RAZÃO, SINERGIA E VIAS LIVRES DO BEM E DO MAL

Primeiro: O Brasil teve todo tempo necessário para construir a paz e priorizar a saúde, a higiene, a educação alicerçada no aprender e compreender, o saneamento ambiental, o planejamento familiar. Tudo isso sempre foi infraestrutura e retórica política, e só.

ILUSTRAÇÃO: GzT StC

Segundo: Os 20 “dinossauros” da economia mundial, incluindo o Brasil, possuem poder, força e recursos para reduzir a subnutrição e a fome, os desajustes em todas as dimensões e a miséria. A pobreza é até admissível; as misérias econômica, política, social, mental e espiritual são condenáveis, porque são pecados e crimes condenáveis. Preferiram erradamente aplicar trilhões de dólares em armas e guerras, invés de investir em pesquisas científicas.

Terceiro: Faz sentido questionar se a gênese do novo Coronavírus é manipulação laboratorial, seleção natural, contágios de morcegos, pangolins e outros seres vivos.

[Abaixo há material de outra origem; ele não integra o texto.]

//! 枚举定义宏
//!
//! 字符串枚举与数据库中的取值一一对应；整数枚举按 TINYINT 存储。

/// 定义字符串枚举
///
/// 自动生成：
/// - enum 定义（serde 按数据库取值序列化）
/// - `VALUES` 常量 - 全部合法取值
/// - as_str() 方法
/// - Display / FromStr
macro_rules! define_str_enum {
    (
        $(#[$meta:meta])*
        $name:ident {
            $($(#[$vmeta:meta])* $variant:ident => $value:literal),+ $(,)?
        }
    ) => {
        $(#[$meta])*
        #[derive(Debug, Clone, Copy, PartialEq, Eq, Hash, serde::Serialize, serde::Deserialize)]
        pub enum $name {
            $($(#[$vmeta])* #[serde(rename = $value)] $variant,)+
        }

        impl $name {
            pub const VALUES: &'static [&'static str] = &[$($value),+];

            pub fn as_str(&self) -> &'static str {
                match self {
                    $($name::$variant => $value,)+
                }
            }
        }

        impl std::fmt::Display for $name {
            fn fmt(&self, f: &mut std::fmt::Formatter<'_>) -> std::fmt::Result {
                write!(f, "{}", self.as_str())
            }
        }

        impl std::str::FromStr for $name {
            type Err = String;

            fn from_str(s: &str) -> Result<Self, Self::Err> {
                match s {
                    $($value => Ok($name::$variant),)+
                    _ => Err(format!(
                        "无效的{}取值: '{s}'. 支持: {}",
                        stringify!($name),
                        Self::VALUES.join(", ")
                    )),
                }
            }
        }

        impl From<$name> for String {
            fn from(value: $name) -> Self {
                value.as_str().to_string()
            }
        }
    };
}

/// 定义整数枚举
macro_rules! define_int_enum {
    (
        $(#[$meta:meta])*
        $name:ident {
            $($(#[$vmeta:meta])* $variant:ident => $value:literal),+ $(,)?
        }
    ) => {
        $(#[$meta])*
        #[derive(Debug, Clone, Copy, PartialEq, Eq, Hash)]
        pub enum $name {
            $($(#[$vmeta])* $variant,)+
        }

        impl $name {
            pub const VALUES: &'static [i32] = &[$($value),+];

            pub fn code(&self) -> i32 {
                match self {
                    $($name::$variant => $value,)+
                }
            }
        }

        impl TryFrom<i32> for $name {
            type Error = String;

            fn try_from(code: i32) -> Result<Self, Self::Error> {
                match code {
                    $($value => Ok($name::$variant),)+
                    _ => Err(format!("无效的{}取值: {code}", stringify!($name))),
                }
            }
        }

        impl From<$name> for i32 {
            fn from(value: $name) -> Self {
                value.code()
            }
        }
    };
}

pub(crate) use define_int_enum;
pub(crate) use define_str_enum;
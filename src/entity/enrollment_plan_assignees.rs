//! 招生计划负责人

use sea_orm::entity::prelude::*;

use crate::models::enrollment::entities::PlanAssigneeRole;

#[derive(Clone, Debug, PartialEq, DeriveEntityModel)]
#[sea_orm(table_name = "enrollment_plan_assignees")]
pub struct Model {
    #[sea_orm(primary_key)]
    pub id: i32,
    pub plan_id: i32,
    pub assignee_id: i32,
    pub role: String,
    pub target_count: i32,
    pub created_at: DateTimeUtc,
    pub updated_at: DateTimeUtc,
}

#[derive(Copy, Clone, Debug, EnumIter, DeriveRelation)]
pub enum Relation {}

impl ActiveModelBehavior for ActiveModel {}

impl Model {
    pub fn assignee_role(&self) -> PlanAssigneeRole {
        self.role.parse().unwrap_or(PlanAssigneeRole::Staff)
    }
}
use crate::models::enums::{define_int_enum, define_str_enum};

define_str_enum! {
    /// 任务与待办状态
    TaskStatus {
        Pending => "pending",
        InProgress => "in_progress",
        Completed => "completed",
        Cancelled => "cancelled",
        Overdue => "overdue",
    }
}

define_str_enum! {
    TaskType {
        Enrollment => "enrollment",
        Activity => "activity",
        Daily => "daily",
        Inspection => "inspection",
        Other => "other",
    }
}

define_int_enum! {
    /// 待办优先级，1 最低
    TodoPriority {
        Lowest => 1,
        Low => 2,
        Normal => 3,
        High => 4,
        Highest => 5,
    }
}

define_str_enum! {
    InspectionCategory {
        Annual => "annual",
        Special => "special",
        Routine => "routine",
        Random => "random",
    }
}

define_str_enum! {
    InspectionPlanStatus {
        Pending => "pending",
        Preparing => "preparing",
        InProgress => "in_progress",
        Completed => "completed",
        Overdue => "overdue",
    }
}

define_str_enum! {
    InspectionTaskType {
        Preparation => "preparation",
        Document => "document",
        SelfCheck => "self_check",
        Rectification => "rectification",
        Other => "other",
    }
}

define_str_enum! {
    InspectionTaskStatus {
        Pending => "pending",
        InProgress => "in_progress",
        Completed => "completed",
        Cancelled => "cancelled",
    }
}

define_str_enum! {
    InspectionTaskPriority {
        Low => "low",
        Medium => "medium",
        High => "high",
    }
}
//! 督导检查类型

use sea_orm::entity::prelude::*;

use crate::models::workflow::entities::InspectionCategory;

#[derive(Clone, Debug, PartialEq, DeriveEntityModel)]
#[sea_orm(table_name = "inspection_types")]
pub struct Model {
    #[sea_orm(primary_key)]
    pub id: i32,
    pub name: String,
    #[sea_orm(unique)]
    pub code: String,
    pub category: String,
    #[sea_orm(column_type = "Text", nullable)]
    pub description: Option<String>,
    pub frequency: Option<String>,
    pub department: Option<String>,
    pub sort_order: i32,
    pub is_active: bool,
    pub created_at: DateTimeUtc,
    pub updated_at: DateTimeUtc,
    pub deleted_at: Option<DateTimeUtc>,
}

#[derive(Copy, Clone, Debug, EnumIter, DeriveRelation)]
pub enum Relation {}

impl ActiveModelBehavior for ActiveModel {}

impl Model {
    pub fn inspection_category(&self) -> InspectionCategory {
        self.category.parse().unwrap_or(InspectionCategory::Routine)
    }
}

Porém, ninguém contesta dois fundamentos bíblicos de ontem, hoje e sempre:

(1) O bem e o mal, a verdade e a mentira, sempre existiram. A escolha de um ou de outro é individual ou coletiva.

(2) Jesus e o diabo se confrontaram várias vezes. Satanás continua poderoso, demagogo, populista, manipulador, enganador, contagioso, famoso, destruidor, briguento por suas tentações, males e maldades.

Quarto: Há 2020 anos, o Mestre vive e é “amigo para se guardar” no coração, na razão e na alma. Ele ensinou, ensinou e ensinou fazer o bem, mesmo assim foi condenado injustamente por gente poderosa má. Deixou um mandamento a cumprir, mas continua curva ascendente na desobediência e incompreensão. Pediu reciprocidade para o céu e a terra desfrutarem total harmonia.

Quinto: Pois bem, duas realidades nos fazem repensar a razão e o processo de vida útil e saudável:

(1) Em 2019, autoridades, políticos e dirigentes públicos brasileiros foram autores de 2894 conflitos, ofensas mútuas e práticas desrespeitosas à moral, à ética e à espiritualidade.

(2) Hoje, crianças, jovens e adultos gastam, em média, 56 horas por semana com celular, televisão, fofocas, futilidades, e dedicam menos de quatro horas por mês para oração, leitura e meditação da doutrina do Mestre.

Pedro Antônio Bernardi, professor, economista e jornalista.